The transfer framework alters the way historical surcharge-related liabilities and unclaimed balances are managed. The change may require adjustments to internal procedures for tracking legacy surcharge cases, documenting outreach efforts, and reconciling accounts once funds are moved to KINFA. The FSS noted that some refunds have not been completed even when insurers provide guidance to affected customers. In a number of cases, policyholders cannot be reached because contact information is outdated, or they decline or do not respond to calls and notices. As a result, eligible refunds can remain unresolved for extended periods, prompting the move to shift long-dormant amounts to the inclusive finance agency.
The surcharge refunds come against the backdrop of another record year for fraudulent insurance claims across the Korean market. Data released by the FSS on March 31, cited by The Korea Times, showed that insurers paid out 1.16 trillion won in fraudulent claims in 2025 – the highest level on record. The figure was up 6.9 billion won, or 0.6%, from the previous year, continuing an upward trend in the total monetary value of detected fraud.
Insurance fraud losses amounted to 1.08 trillion won in 2022 and 1.12 trillion won in 2023, according to the watchdog. The pattern points to a gradual increase over the three-year period. The totals cover wrongful filings across lines of business including non-life and life insurance. While the aggregate fraud amount rose, the number of individuals suspected of involvement in insurance fraud decreased. Approximately 105,700 people were identified as suspects in 2025, down 3% from a year earlier. The combination of higher losses and fewer suspects indicates an increase in the average loss per suspect and may have implications for how insurers and authorities prioritize investigative resources.
The FSS has said it will step up measures to detect and deter fraudulent claims in cooperation with other agencies, including the police. The supervisory focus spans both preventive measures in underwriting and claims handling, and post-claim responses such as investigations and recoupment where possible. The latest data and supervisory moves keep fraud risk management, data-sharing initiatives, analytic tools, and cooperation with KIDI and law enforcement on the agenda.

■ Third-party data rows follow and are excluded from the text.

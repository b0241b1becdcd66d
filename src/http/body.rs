//! Request body deserialization.
//!
//! # Responsibilities
//! - Parse `application/json` bodies before dispatch
//! - Parse `application/x-www-form-urlencoded` bodies (only when enabled)
//! - Enforce body size limits
//! - Expose the parsed value to handlers through [`JsonBody`]
//!
//! # Design Decisions
//! - Other content types are left untouched; handlers see `{}`
//! - Only UTF-8 uncompressed bodies are parsed; anything else is 415
//! - Empty JSON bodies parse as `{}`
//! - Raw bytes are restored after parsing so handlers can still read them
//! - Every failure is an [`ApiError`], rendered by the error envelope

use axum::{
    body::{Body, Bytes},
    extract::{FromRequestParts, Request, State},
    http::{header, request::Parts, HeaderMap, StatusCode},
    middleware::Next,
    response::Response,
};
use http_body_util::LengthLimitError;
use serde::de::DeserializeOwned;
use serde_json::{Map, Value};

use crate::config::BodyConfig;
use crate::http::error::ApiError;

pub const APPLICATION_JSON: &str = "application/json";
pub const APPLICATION_FORM: &str = "application/x-www-form-urlencoded";

/// Limits shared by the body parsing stages.
#[derive(Debug, Clone, Copy, PartialEq, Eq)]
pub struct BodyLimits {
    pub json_limit: usize,
    pub strict: bool,
    pub urlencoded_limit: usize,
}

impl From<&BodyConfig> for BodyLimits {
    fn from(config: &BodyConfig) -> Self {
        Self {
            json_limit: config.json_limit_bytes,
            strict: config.strict,
            urlencoded_limit: config.urlencoded_limit_bytes,
        }
    }
}

impl Default for BodyLimits {
    fn default() -> Self {
        Self::from(&BodyConfig::default())
    }
}

/// Parsed request body, stored in request extensions.
#[derive(Debug, Clone, PartialEq)]
pub struct ParsedBody(pub Value);

/// Returns true if the request's media type equals `expected`.
/// Parameters such as `charset` are ignored.
pub fn has_media_type(headers: &HeaderMap, expected: &str) -> bool {
    headers
        .get(header::CONTENT_TYPE)
        .and_then(|v| v.to_str().ok())
        .and_then(|v| v.split(';').next())
        .map(|essence| essence.trim().eq_ignore_ascii_case(expected))
        .unwrap_or(false)
}

/// The `charset` parameter of the content type, lowercased.
fn charset(headers: &HeaderMap) -> Option<String> {
    let value = headers.get(header::CONTENT_TYPE)?.to_str().ok()?;
    value.split(';').skip(1).find_map(|param| {
        let (name, value) = param.split_once('=')?;
        name.trim()
            .eq_ignore_ascii_case("charset")
            .then(|| value.trim().trim_matches('"').to_ascii_lowercase())
    })
}

/// Reject bodies the parsers cannot read as UTF-8 text.
fn check_readable(headers: &HeaderMap) -> Result<(), ApiError> {
    if let Some(charset) = charset(headers) {
        if charset != "utf-8" {
            return Err(ApiError::new(
                StatusCode::UNSUPPORTED_MEDIA_TYPE,
                format!("unsupported charset \"{}\"", charset.to_ascii_uppercase()),
            ));
        }
    }

    let encoding = headers
        .get(header::CONTENT_ENCODING)
        .map(|v| String::from_utf8_lossy(v.as_bytes()).trim().to_ascii_lowercase());
    match encoding.as_deref() {
        None | Some("identity") => Ok(()),
        Some(other) => Err(ApiError::new(
            StatusCode::UNSUPPORTED_MEDIA_TYPE,
            format!("unsupported content encoding \"{other}\""),
        )),
    }
}

fn too_large() -> ApiError {
    ApiError::new(StatusCode::PAYLOAD_TOO_LARGE, "request entity too large")
}

async fn read_limited(body: Body, headers: &HeaderMap, limit: usize) -> Result<Bytes, ApiError> {
    let declared = headers
        .get(header::CONTENT_LENGTH)
        .and_then(|v| v.to_str().ok())
        .and_then(|v| v.parse::<usize>().ok());
    if declared.is_some_and(|len| len > limit) {
        return Err(too_large());
    }

    axum::body::to_bytes(body, limit).await.map_err(|err| {
        let inner = err.into_inner();
        if inner.is::<LengthLimitError>() {
            too_large()
        } else {
            ApiError::bad_request("request aborted").with_source(inner)
        }
    })
}

fn is_json_whitespace(b: u8) -> bool {
    matches!(b, b' ' | b'\t' | b'\n' | b'\r')
}

/// Parse a JSON body. Empty input yields `{}`.
pub fn parse_json(bytes: &[u8], strict: bool) -> Result<Value, ApiError> {
    let Some(pos) = bytes.iter().position(|b| !is_json_whitespace(*b)) else {
        return Ok(Value::Object(Map::new()));
    };

    if strict && !matches!(bytes[pos], b'{' | b'[') {
        let token = std::str::from_utf8(&bytes[pos..])
            .ok()
            .and_then(|s| s.chars().next())
            .unwrap_or(char::REPLACEMENT_CHARACTER);
        return Err(ApiError::bad_request(format!(
            "Unexpected token {token} in JSON at position {pos}"
        )));
    }

    serde_json::from_slice(bytes).map_err(|e| ApiError::bad_request(e.to_string()).with_source(e))
}

/// Parse a form body into a JSON object. Repeated keys collect into an array.
pub fn parse_form(bytes: &[u8]) -> Value {
    let mut map = Map::new();
    for (key, value) in url::form_urlencoded::parse(bytes) {
        let value = Value::String(value.into_owned());
        match map.get_mut(key.as_ref()) {
            Some(Value::Array(values)) => values.push(value),
            Some(existing) => {
                let first = existing.take();
                *existing = Value::Array(vec![first, value]);
            }
            None => {
                map.insert(key.into_owned(), value);
            }
        }
    }
    Value::Object(map)
}

/// JSON body stage.
pub async fn json(
    State(limits): State<BodyLimits>,
    request: Request,
    next: Next,
) -> Result<Response, ApiError> {
    if !has_media_type(request.headers(), APPLICATION_JSON) {
        return Ok(next.run(request).await);
    }
    check_readable(request.headers())?;

    let (mut parts, body) = request.into_parts();
    let bytes = read_limited(body, &parts.headers, limits.json_limit).await?;
    let value = parse_json(&bytes, limits.strict)?;

    tracing::trace!(bytes = bytes.len(), "Parsed JSON body");
    parts.extensions.insert(ParsedBody(value));
    Ok(next.run(Request::from_parts(parts, Body::from(bytes))).await)
}

/// Form body stage. Dormant unless `body.urlencoded` is enabled.
pub async fn urlencoded(
    State(limits): State<BodyLimits>,
    request: Request,
    next: Next,
) -> Result<Response, ApiError> {
    if !has_media_type(request.headers(), APPLICATION_FORM) {
        return Ok(next.run(request).await);
    }
    check_readable(request.headers())?;

    let (mut parts, body) = request.into_parts();
    let bytes = read_limited(body, &parts.headers, limits.urlencoded_limit).await?;
    parts.extensions.insert(ParsedBody(parse_form(&bytes)));
    Ok(next.run(Request::from_parts(parts, Body::from(bytes))).await)
}

/// Extractor for the body parsed by the body stages.
///
/// Requests that no stage parsed yield an empty object.
#[derive(Debug, Clone)]
pub struct JsonBody<T>(pub T);

impl<S, T> FromRequestParts<S> for JsonBody<T>
where
    T: DeserializeOwned,
    S: Send + Sync,
{
    type Rejection = ApiError;

    async fn from_request_parts(parts: &mut Parts, _state: &S) -> Result<Self, Self::Rejection> {
        let value = parts
            .extensions
            .get::<ParsedBody>()
            .map(|b| b.0.clone())
            .unwrap_or_else(|| Value::Object(Map::new()));

        serde_json::from_value(value).map(JsonBody).map_err(|e| {
            ApiError::bad_request(format!("Invalid request body: {e}")).with_source(e)
        })
    }
}
//! Configuration validation.
//!
//! # Responsibilities
//! - Semantic validation (serde handles syntactic)
//! - Validate value ranges (limits > 0, bind address is `host:port`)
//! - Keep fixed database options fixed
//!
//! # Design Decisions
//! - Returns all validation errors, not just first
//! - The database URI is not checked here: a bad URI is a connection
//!   failure, logged at startup, and never stops the process

use std::net::SocketAddr;

use thiserror::Error;

use crate::config::schema::AppConfig;

/// A single semantic problem found in a configuration.
#[derive(Debug, Clone, PartialEq, Eq, Error)]
pub enum ValidationError {
    #[error("server.bind_address `{0}` is not a host:port address")]
    InvalidBindAddress(String),

    #[error("{0} must be greater than zero")]
    ZeroLimit(&'static str),

    #[error("database.use_find_and_modify must remain disabled")]
    LegacyFindAndModify,
}

/// Accepts socket addresses and `host:port` pairs. Names are not resolved.
fn is_bind_address(addr: &str) -> bool {
    if addr.parse::<SocketAddr>().is_ok() {
        return true;
    }
    match addr.rsplit_once(':') {
        Some((host, port)) => {
            !host.is_empty()
                && !host.contains(|c: char| c.is_whitespace() || c == ':')
                && port.parse::<u16>().is_ok()
        }
        None => false,
    }
}

/// Validate a parsed configuration.
pub fn validate_config(config: &AppConfig) -> Result<(), Vec<ValidationError>> {
    let mut errors = Vec::new();

    if !is_bind_address(&config.server.bind_address) {
        errors.push(ValidationError::InvalidBindAddress(
            config.server.bind_address.clone(),
        ));
    }

    if config.body.json_limit_bytes == 0 {
        errors.push(ValidationError::ZeroLimit("body.json_limit_bytes"));
    }

    if config.body.urlencoded_limit_bytes == 0 {
        errors.push(ValidationError::ZeroLimit("body.urlencoded_limit_bytes"));
    }

    if config.database.use_find_and_modify {
        errors.push(ValidationError::LegacyFindAndModify);
    }

    if errors.is_empty() {
        Ok(())
    } else {
        Err(errors)
    }
}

At the same time, the continued operation of the auto surcharge refund scheme reflects regulatory attention to how fraud-related incidents affect premium levels for policyholders who are classified as victims rather than perpetrators. As fraud levels and enforcement activity evolve, market participants face ongoing questions about how to calibrate claims scrutiny, manage customer communications, and address cases where policy terms or pricing have been influenced by fraudulent conduct involving third parties.